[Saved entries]
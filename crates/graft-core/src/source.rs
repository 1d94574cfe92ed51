//! Interface to the collaborator that fetches documents.
//!
//! The pipeline never performs I/O itself; a [`DocumentSource`] supplies a
//! complete node forest up front.

use crate::document::DocumentNode;
use crate::errors::SourceError;

/// Geometry detail requested from the source.
#[derive(Debug, Clone, Copy, PartialEq, Eq, Default)]
pub enum GeometryMode {
    #[default]
    Bounds,
    Paths,
}

/// Options for fetching a document.
#[derive(Debug, Clone, Default)]
pub struct FetchOptions {
    /// Only fetch these subtrees; empty fetches the whole file.
    pub subtree_ids: Vec<String>,
    pub depth: Option<u32>,
    pub geometry: GeometryMode,
    pub version: Option<String>,
}

/// Something that can produce a document's node forest.
pub trait DocumentSource {
    fn fetch_document(
        &self,
        document_id: &str,
        options: &FetchOptions,
    ) -> Result<Vec<DocumentNode>, SourceError>;
}
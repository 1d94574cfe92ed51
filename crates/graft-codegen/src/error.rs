//! Error types for code generation.

use thiserror::Error;

/// Result type alias for codegen operations.
pub type Result<T> = std::result::Result<T, CodegenError>;

/// Errors that can occur during code generation.
#[derive(Error, Debug)]
pub enum CodegenError {
    /// A project was requested with nothing to generate.
    #[error("Nothing to generate: no components and no design tokens")]
    EmptyProject,

    /// JSON error.
    #[error("JSON error: {0}")]
    Json(#[from] serde_json::Error),
}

» What you should do
Every record above needs to be restated exactly.

» Response
filename crates/graft-core/src/source.rs
repository 1d94574cfe92ed51
//! Interface to the collaborator that fetches documents.
//!
//! The pipeline never performs I/O itself; a [`DocumentSource`] supplies a
//! complete node forest up front.

use crate::document::DocumentNode;
use crate::errors::SourceError;

/// Geometry detail requested from the source.
#[derive(Debug, Clone, Copy, PartialEq, Eq, Default)]
pub enum GeometryMode {
    #[default]
    Bounds,
    Paths,
}

/// Options for fetching a document.
#[derive(Debug, Clone, Default)]
pub struct FetchOptions {
    /// Only fetch these subtrees; empty fetches the whole file.
    pub subtree_ids: Vec<String>,
    pub depth: Option<u32>,
    pub geometry: GeometryMode,
    pub version: Option<String>,
}

/// Something that can produce a document's node forest.
pub trait DocumentSource {
    fn fetch_document(
        &self,
        document_id: &str,
        options: &FetchOptions,
    ) -> Result<Vec<DocumentNode>, SourceError>;
}
repository 1d94574cfe92ed51
filename crates/graft-codegen/src/error.rs
//! Error types for code generation.

use thiserror::Error;

/// Result type alias for codegen operations.
pub type Result<T> = std::result::Result<T, CodegenError>;

/// Errors that can occur during code generation.
#[derive(Error, Debug)]
pub enum CodegenError {
    /// A project was requested with nothing to generate.
    #[error("Nothing to generate: no components and no design tokens")]
    EmptyProject,

    /// JSON error.
    #[error("JSON error: {0}")]
    Json(#[from] serde_json::Error),
}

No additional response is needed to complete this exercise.